According to a recent study from Bose Institute scientists, close to one-fourth (or 3%) of the city’s toxic pollutant, PM2.5, comes from outside Bengals border.
The study, entitled Sources of poor air quality over Kolkata and long-term variability, was published in an Elsevier publication titled Asian Atmospheric Pollution.
The TelegraphWednesday’s report from IIT Delhi revealed that more than half of all PM 2.5 loads in Bengals’ air originates from outside the country.
Bose Institute’s findings point out that during the duration of their study, the overall load of PM 2.5 in the city increased by about 50 per cent.
PM 2.5 particulates — 0.5 to 1 micron in diameter — constitute about 80 per cent of the total load. PM 2.5 can pass into the lungs. Finer particles can get even deeper and cause greater damage.
“According to our findings, about 20 to 25 per cent of the overall PM 2.5 load in Kolkata comes from beyond its border. About half of that is from Uttar Pradesh, Bihar and Jharkhand, while major part of the rest comes from Bangladesh, Nepal and states like Assam and Meghalaya,” Abhijit Chatterjee, an associate professor of Bose Institute, said on Wednesday.

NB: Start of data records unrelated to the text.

//! # Skirmish Core
//!
//! Deterministic simulation core of a two-team grid combat game.
//!
//! This crate contains **only** deterministic logic:
//! - No rendering
//! - No threads or process IO
//! - Randomness only from one seeded generator per run
//! - Fixed-point math wherever averages or ratios are taken
//!
//! This separation enables:
//! - Headless batch runs and training data generation
//! - Replay recording and verification
//! - Determinism testing
//!
//! ## Crate Structure
//!
//! - [`world`] - Map, bases, units and economies behind one owner
//! - [`engine`] - The per-turn phase pipeline
//! - [`combat`] - Heal, attack and siege resolution
//! - [`heuristics`] - Unit movement and the rule-based purchase agent
//! - [`decision`] - Pluggable decision sources per team
//! - [`action`] - The purchase action format and its execution
//! - [`export`] - Team-relative state snapshots for external policies
//! - [`replay`] - Recording and verified playback
//! - [`math`] - Grid positions and fixed-point helpers

#![forbid(unsafe_code)]
#![warn(missing_docs)]
#![warn(clippy::all, clippy::pedantic)]

pub mod action;
pub mod combat;
pub mod config;
pub mod decision;
pub mod economy;
pub mod engine;
pub mod error;
pub mod events;
pub mod export;
pub mod heuristics;
pub mod map;
pub mod math;
pub mod replay;
pub mod rng;
pub mod team;
pub mod unit;
pub mod world;

/// Re-export commonly used types
pub mod prelude {
    pub use crate::action::{apply_action, apply_payload, Action, ActionOutcome, RejectReason};
    pub use crate::combat::{resolve_combat, CombatReport};
    pub use crate::config::GameConfig;
    pub use crate::decision::{
        ActionInbox, ControllerKind, Controllers, DecisionContext, DecisionSource,
        HeuristicSource, HumanSource, RecordedDecision, ReplaySource,
    };
    pub use crate::economy::TeamEconomy;
    pub use crate::engine::{DecisionRecord, TurnEngine, TurnReport};
    pub use crate::error::{GameError, Result};
    pub use crate::events::{EventKind, GameEvent};
    pub use crate::export::StateExport;
    pub use crate::map::{GameMap, MapConfig, TerrainCell};
    pub use crate::math::{Fixed, Position};
    pub use crate::replay::{build_controllers, Replay, ReplayPlayer};
    pub use crate::rng::{seeded_rng, GameRng};
    pub use crate::team::Team;
    pub use crate::unit::{Base, BaseId, Unit, UnitId, UnitKind};
    pub use crate::world::{EndCondition, Outcome, World};
}
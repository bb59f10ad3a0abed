//! Single game execution for headless testing.
//!
//! Runs one rule-based game to completion on the calling thread, collecting
//! [`GameMetrics`] and optionally a replay.
//!
//! # Defensive Coding Principles
//!
//! - The turn loop is bounded by the configured turn ceiling
//! - Progress is logged at regular intervals
//! - Slow turns are reported, runaway turns abort the game

use std::time::{Duration, Instant};

use tracing::{debug, error, info, warn};

use skirmish_core::config::GameConfig;
use skirmish_core::decision::{ControllerKind, Controllers};
use skirmish_core::engine::TurnEngine;
use skirmish_core::error::{GameError, Result};
use skirmish_core::replay::Replay;
use skirmish_core::team::Team;

use crate::metrics::{GameMetrics, MetricsCollector};

// =============================================================================
// WATCHDOG LIMITS
// =============================================================================

/// Progress logging interval (turns).
const PROGRESS_LOG_INTERVAL: u32 = 100;

/// Wall-clock time after which a single turn counts as a hang.
const TURN_TIMEOUT_MS: u128 = 5_000;

/// Turns slower than this are logged as warnings.
const SLOW_TURN_THRESHOLD_MS: u128 = 100;

/// Turns allowed past the configured ceiling before the loop gives up.
const TURN_CEILING_SLACK: u32 = 2;

/// High-level game runner for headless testing.
#[derive(Debug, Clone, Default)]
pub struct GameRunner {
    /// Turn ceiling used when a setup leaves it at 0.
    pub default_max_turns: u32,
}

impl GameRunner {
    /// Create a new game runner.
    #[must_use]
    pub fn new() -> Self {
        Self {
            default_max_turns: GameConfig::default().max_turns,
        }
    }

    /// Run a game with the given setup.
    pub fn run(&self, mut setup: GameSetup) -> Result<GameResult> {
        if setup.config.max_turns == 0 {
            setup.config.max_turns = self.default_max_turns;
        }
        run_game(setup)
    }
}

/// One game to play.
#[derive(Debug, Clone)]
pub struct GameSetup {
    /// Game ID for tracking.
    pub game_id: String,
    /// Scenario label carried into metrics and replays.
    pub scenario: String,
    /// Rules, seed included.
    pub config: GameConfig,
    /// Record a replay of the game.
    pub record_replay: bool,
}

impl GameSetup {
    /// Default rules with `seed`.
    #[must_use]
    pub fn seeded(seed: u64) -> Self {
        Self::with_config(GameConfig::default().with_seed(seed))
    }

    /// Setup for explicit rules.
    #[must_use]
    pub fn with_config(config: GameConfig) -> Self {
        Self {
            game_id: format!("game_{}", config.seed),
            scenario: "default".to_string(),
            config,
            record_replay: false,
        }
    }

    /// Set the scenario label.
    #[must_use]
    pub fn with_scenario(mut self, scenario: impl Into<String>) -> Self {
        self.scenario = scenario.into();
        self
    }

    /// Record a replay.
    #[must_use]
    pub fn recording(mut self) -> Self {
        self.record_replay = true;
        self
    }
}

/// Outcome of [`run_game`].
#[derive(Debug, Clone)]
pub struct GameResult {
    /// Collected metrics.
    pub metrics: GameMetrics,
    /// Final world hash.
    pub final_state_hash: u64,
    /// Replay, when recording was requested.
    pub replay: Option<Replay>,
}

/// Play a rule-based game to completion.
///
/// # Errors
///
/// Fails if the world cannot be built from `setup.config`.
pub fn run_game(setup: GameSetup) -> Result<GameResult> {
    let game_start = Instant::now();
    let seed = setup.config.seed;
    let max_turns = setup.config.max_turns;
    info!(
        game_id = %setup.game_id,
        seed,
        max_turns,
        scenario = %setup.scenario,
        "Starting game simulation"
    );

    let kinds = [ControllerKind::Heuristic; 2];
    let mut replay = setup
        .record_replay
        .then(|| Replay::new(setup.scenario.clone(), setup.config.clone(), kinds));

    let mut engine = TurnEngine::new(setup.config)?.with_recording(setup.record_replay);
    let mut controllers = Controllers::heuristic(engine.rng_mut());

    let mut collector = MetricsCollector::new(&setup.game_id, &setup.scenario, seed);
    collector.track_units(engine.world());

    let hard_limit = max_turns.saturating_add(TURN_CEILING_SLACK);
    let mut last_progress_log = Instant::now();

    while !engine.is_game_over() {
        if engine.turn() > hard_limit {
            error!(
                turn = engine.turn(),
                max_turns,
                "FATAL: Game ran past its turn ceiling - aborting"
            );
            return Err(GameError::InvalidState(format!(
                "game {} did not end by turn {hard_limit}",
                setup.game_id
            )));
        }

        let turn_start = Instant::now();
        let report = engine.process_turn(&mut controllers);
        let turn_duration = turn_start.elapsed();
        collector.observe_turn(&report, engine.world());

        if turn_duration.as_millis() > TURN_TIMEOUT_MS {
            error!(
                turn = report.turn,
                duration_ms = turn_duration.as_millis(),
                timeout_ms = TURN_TIMEOUT_MS,
                "FATAL: Turn took too long - possible infinite loop"
            );
            return Err(GameError::InvalidState(format!(
                "turn {} of game {} exceeded {TURN_TIMEOUT_MS} ms",
                report.turn, setup.game_id
            )));
        }
        if turn_duration.as_millis() > SLOW_TURN_THRESHOLD_MS {
            warn!(
                turn = report.turn,
                duration_ms = turn_duration.as_millis(),
                threshold_ms = SLOW_TURN_THRESHOLD_MS,
                units = engine.world().units().count(),
                "Slow turn detected - possible performance issue"
            );
        }

        if report.turn % PROGRESS_LOG_INTERVAL == 0
            || last_progress_log.elapsed() > Duration::from_secs(5)
        {
            let world = engine.world();
            debug!(
                turn = report.turn,
                max_turns,
                units_a = world.living_unit_count(Team::A),
                units_b = world.living_unit_count(Team::B),
                base_hp_a = world.total_base_hp(Team::A),
                base_hp_b = world.total_base_hp(Team::B),
                "Game progress"
            );
            last_progress_log = Instant::now();
        }
    }

    if let Some(replay) = replay.as_mut() {
        replay.finalize_from(&mut engine);
    }

    let metrics = collector.finalize(engine.world());
    info!(
        game_id = %metrics.game_id,
        duration_turns = metrics.duration_turns,
        duration_ms = game_start.elapsed().as_millis(),
        winner = ?metrics.winner,
        win_condition = %metrics.win_condition,
        events_recorded = metrics.events.len(),
        "Game simulation complete"
    );

    Ok(GameResult {
        final_state_hash: metrics.final_state_hash,
        metrics,
        replay,
    })
}

#[cfg(test)]
mod tests {
    use super::*;
    use skirmish_core::replay::ReplayPlayer;

    #[test]
    fn test_game_finishes_within_ceiling() {
        let result = run_game(GameSetup::with_config(
            GameConfig::default().with_seed(5).with_max_turns(60),
        ))
        .unwrap();

        assert!(result.metrics.duration_turns <= 61);
        assert_ne!(result.metrics.win_condition, "unfinished");
        assert_eq!(result.final_state_hash, result.metrics.final_state_hash);
    }

    #[test]
    fn test_run_game_deterministic() {
        let setup = GameSetup::with_config(GameConfig::default().with_seed(12345).with_max_turns(120));
        let first = run_game(setup.clone()).unwrap();
        let second = run_game(setup).unwrap();

        assert_eq!(first.metrics.winner, second.metrics.winner);
        assert_eq!(first.metrics.duration_turns, second.metrics.duration_turns);
        assert_eq!(first.final_state_hash, second.final_state_hash);
    }

    #[test]
    fn test_recorded_game_replays() {
        let setup = GameSetup::with_config(GameConfig::default().with_seed(77).with_max_turns(80))
            .recording();
        let result = run_game(setup).unwrap();
        let replay = result.replay.unwrap();
        assert_eq!(replay.final_hash, result.final_state_hash);

        let mut player = ReplayPlayer::new(replay).unwrap();
        player.verify().unwrap();
    }

    #[test]
    fn test_runner_fills_default_ceiling() {
        let runner = GameRunner {
            default_max_turns: 30,
        };
        let mut setup = GameSetup::seeded(9);
        setup.config.max_turns = 0;
        let result = runner.run(setup).unwrap();
        assert!(result.metrics.duration_turns <= 31);
    }
}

He pointed out that PM2.5 is mostly from Odisha, Andhra Pradesh, in early March. “The pollutant traverses to the city from Odisha and Andhra Pradesh through the Bay of Bengal and the Sunderbans, almost following the route of cyclones,” he said.
The study reveals that PM 2.5 from the Eastern Ghats is extremely toxic and can cause cancer.

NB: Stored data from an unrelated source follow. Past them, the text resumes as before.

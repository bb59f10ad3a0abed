//! Seeded random number generation.
//!
//! A run owns exactly one generator. Map generation, heuristic choices,
//! base substitution and movement shuffles all draw from it in a fixed
//! order, so a seed plus the recorded external decisions replays a game.

use rand::SeedableRng;
use rand_chacha::ChaCha8Rng;

/// Generator type used throughout the simulation.
pub type GameRng = ChaCha8Rng;

/// Create the run generator from a seed.
#[must_use]
pub fn seeded_rng(seed: u64) -> GameRng {
    ChaCha8Rng::seed_from_u64(seed)
}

The study also revealed that waste burning and construction have been major contributors to PM2.5 in the city over the years, replacing the pollution caused by vehicles.
“Earlier, from 2004 to 2009, pollution caused by vehicles used to contribute about 45 to 55 per cent of total PM 2.5 content in the city. Waste burning now accounts for 40-45% of the PM2.5 load. Construction is responsible for 20% to 25% of the pollutants. With a contribution of 15 to 20%, vehicles are third. The gross pollution from vehicles has not reduced,” said Chatterjee.
“The IIT Delhi and Bose Institute studies both underline the importance of looking at transboundary and regional pollution for cities like Calcutta, rather than our conventional model of looking at the city in a standalone way,” pointed out Anumita Roy Choudhury, air pollution expert from the environment think-tank, Centre for Science and Environment.